> _Work to be completed_:
In the listing below, find the line that contains "Pushes a freshly" and the line that contains "for (image, tag)". Quote both and every line between them, exactly, and nothing more.

Extracted data START

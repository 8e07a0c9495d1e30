//! # Hey Kubernetes Engine Commands
//!
//! File: cli/src/commands/gke.rs
//! Author: Christi Mahu
//!
//! ## Overview
//!
//! Release and inspection commands for a deployment on Google Kubernetes
//! Engine, driven by the `gke` section of `hey.yml`:
//!
//! ```yaml
//! gke:
//!   project: habitdb
//!   zone: us-central1-f
//!   cluster: cluster-habitdb
//!   images:
//!     - name: gcr.io/habitdb/habitdb-www
//!     - name: gcr.io/habitdb/kanbanflow_sync
//!       context: kanbanflow_sync
//!   deployment: deployment/kubernetes/www.yaml
//!   pod_label: name=www
//!   client_secret:
//!     source: me@secrets-host:/secrets/client_secret.json
//!     destination: ./app/
//! ```
//!
//! ## Release Chain
//!
//! Each release step runs the ones before it, so `hey applygkeconfig` alone
//! performs a full release:
//!
//! 1. `get-credentials`: `gcloud container clusters get-credentials`.
//! 2. `copyclientsecret`: `scp` the OAuth client secret into the build context
//!    (skipped by `build` when no `client_secret` is configured).
//! 3. `build`: for every image, ask the registry for its latest version tag,
//!    bump the last component and `docker build -t <image>:<next> <context>`.
//! 4. `pushtogke`: push each new tag, then retag and push it as `<image>:prod`.
//! 5. `applygkeconfig`: `kubectl apply -f <deployment>`.
//!
//! The inspection commands (`getpodname`, `kubelogs`, `kubeexec`,
//! `kubegettags`, `kubegetlatesttag`) stand alone.
//!
use crate::common::{process, system::RemoteTool};
use crate::core::{
    config::{Config, GkeConfig},
    error::{HeyError, Result},
    registry::Invocation,
    tags,
};
use anyhow::{anyhow, bail};
use tracing::info;

/// Tag every pushed image also receives.
const PROD_TAG: &str = "prod";

fn setting<'a>(value: &'a Option<String>, key: &str) -> Result<&'a str> {
    value
        .as_deref()
        .map(str::trim)
        .filter(|v| !v.is_empty())
        .ok_or_else(|| anyhow!(HeyError::Config(format!("gke.{} is not set in hey.yml", key))))
}

fn credentials_args(gke: &GkeConfig) -> Result<Vec<String>> {
    Ok(vec![
        "container".to_string(),
        "clusters".to_string(),
        "get-credentials".to_string(),
        setting(&gke.cluster, "cluster")?.to_string(),
        "--zone".to_string(),
        setting(&gke.zone, "zone")?.to_string(),
        "--project".to_string(),
        setting(&gke.project, "project")?.to_string(),
    ])
}

fn latest_tags_args(image: &str) -> Vec<String> {
    vec![
        "container".to_string(),
        "images".to_string(),
        "list-tags".to_string(),
        image.to_string(),
        "--limit=1".to_string(),
        "--format=value(tags[])".to_string(),
    ]
}

fn pod_name_args(label: &str) -> Vec<String> {
    vec![
        "get".to_string(),
        "pods".to_string(),
        "-l".to_string(),
        label.to_string(),
        "-o=jsonpath={.items[].metadata.name}".to_string(),
    ]
}

/// Cleans up `kubectl` jsonpath output.
fn parse_pod_name(output: &str) -> Option<String> {
    let name = output.replace(&['\'', '"'][..], "");
    let name = name.trim();
    (!name.is_empty()).then(|| name.to_string())
}

fn exec_args(pod: &str, container: &str, command: &[String]) -> Vec<String> {
    let mut args = vec![
        "exec".to_string(),
        "-it".to_string(),
        pod.to_string(),
        "-c".to_string(),
        container.to_string(),
        "--".to_string(),
    ];
    args.extend(command.iter().cloned());
    args
}

async fn fetch_latest_tags(image: &str) -> Result<String> {
    process::capture("gcloud", &latest_tags_args(image)).await
}

/// The next `image:vX.Y.Z` for an image, from its latest registry tag.
pub async fn next_tag(image: &str) -> Result<String> {
    let output = fetch_latest_tags(image).await?;
    tags::next_image_tag(image, &output)
}

pub async fn get_credentials(inv: Invocation<'_>) -> Result<()> {
    process::run("gcloud", &credentials_args(&inv.config.gke)?).await
}

async fn copy_client_secret(cfg: &Config) -> Result<()> {
    let secret = cfg
        .gke
        .client_secret
        .as_ref()
        .ok_or_else(|| HeyError::Config("gke.client_secret is not set in hey.yml".into()))?;
    process::run(
        &RemoteTool::Scp.program(),
        &[secret.source.as_str(), secret.destination.as_str()],
    )
    .await
}

pub async fn copyclientsecret(inv: Invocation<'_>) -> Result<()> {
    get_credentials(inv).await?;
    copy_client_secret(inv.config).await
}

/// Builds every configured image under its next version tag and returns the tags.
async fn build_images(inv: Invocation<'_>) -> Result<Vec<(String, String)>> {
    let gke = &inv.config.gke;
    if gke.images.is_empty() {
        bail!(HeyError::Config("gke.images is empty in hey.yml".into()));
    }
    if gke.client_secret.is_some() {
        copyclientsecret(inv).await?;
    } else {
        get_credentials(inv).await?;
    }

    let mut built = Vec::with_capacity(gke.images.len());
    for image in &gke.images {
        let tag = next_tag(&image.name).await?;
        info!("Building {} from '{}'", tag, image.context);
        process::run("docker", &["build", "-t", tag.as_str(), image.context.as_str()]).await?;
        built.push((image.name.clone(), tag));
    }
    Ok(built)
}

pub async fn build(inv: Invocation<'_>) -> Result<()> {
    build_images(inv).await.map(|_| ())
}

/// Pushes a freshly built tag and moves `:prod` onto it.
async fn push_release(image: &str, tag: &str) -> Result<()> {
    let prod = format!("{}:{}", image, PROD_TAG);
    process::run("docker", &["push", tag]).await?;
    process::run("docker", &["tag", tag, prod.as_str()]).await?;
    process::run("docker", &["push", prod.as_str()]).await
}

pub async fn pushtogke(inv: Invocation<'_>) -> Result<()> {
    for (image, tag) in build_images(inv).await? {
        push_release(&image, &tag).await?;
    }
    Ok(())
}

pub async fn applygkeconfig(inv: Invocation<'_>) -> Result<()> {
    let deployment = setting(&inv.config.gke.deployment, "deployment")?.to_string();
    pushtogke(inv).await?;
    process::run("kubectl", &["apply", "-f", deployment.as_str()]).await
}

/// Looks up the name of the pod matching `gke.pod_label`.
async fn pod_name(cfg: &Config) -> Result<String> {
    let label = &cfg.gke.pod_label;
    let output = process::capture("kubectl", &pod_name_args(label)).await?;
    parse_pod_name(&output).ok_or_else(|| anyhow!("No pod found with label '{}'", label))
}

pub async fn getpodname(inv: Invocation<'_>) -> Result<()> {
    println!("{}", pod_name(inv.config).await?);
    Ok(())
}

pub async fn kubelogs(inv: Invocation<'_>) -> Result<()> {
    let Some(container) = inv.args.first() else {
        println!("Error: container name required");
        return Ok(());
    };
    let pod = pod_name(inv.config).await?;
    process::run("kubectl", &["logs", pod.as_str(), "-c", container.as_str()]).await
}

pub async fn kubeexec(inv: Invocation<'_>) -> Result<()> {
    let (container, command) = match inv.args {
        [container, command @ ..] if !command.is_empty() => (container, command),
        _ => {
            println!("Error: container name and command required");
            return Ok(());
        }
    };
    let pod = pod_name(inv.config).await?;
    process::run("kubectl", &exec_args(&pod, container, command)).await
}

pub async fn kubegettags(inv: Invocation<'_>) -> Result<()> {
    let Some(image) = inv.args.first() else {
        println!("Error: image name required");
        return Ok(());
    };
    process::run("gcloud", &["container", "images", "list-tags", image.as_str()]).await
}

pub async fn kubegetlatesttag(inv: Invocation<'_>) -> Result<()> {
    let Some(image) = inv.args.first() else {
        println!("Error: image name required");
        return Ok(());
    };
    let output = fetch_latest_tags(image).await?;
    println!("{}", tags::latest(image, &output)?);
    Ok(())
}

Extracted data END

> _Task answer_:
/// Pushes a freshly built tag and moves `:prod` onto it.
async fn push_release(image: &str, tag: &str) -> Result<()> {
    let prod = format!("{}:{}", image, PROD_TAG);
    process::run("docker", &["push", tag]).await?;
    process::run("docker", &["tag", tag, prod.as_str()]).await?;
    process::run("docker", &["push", prod.as_str()]).await
}

pub async fn pushtogke(inv: Invocation<'_>) -> Result<()> {
    for (image, tag) in build_images(inv).await? {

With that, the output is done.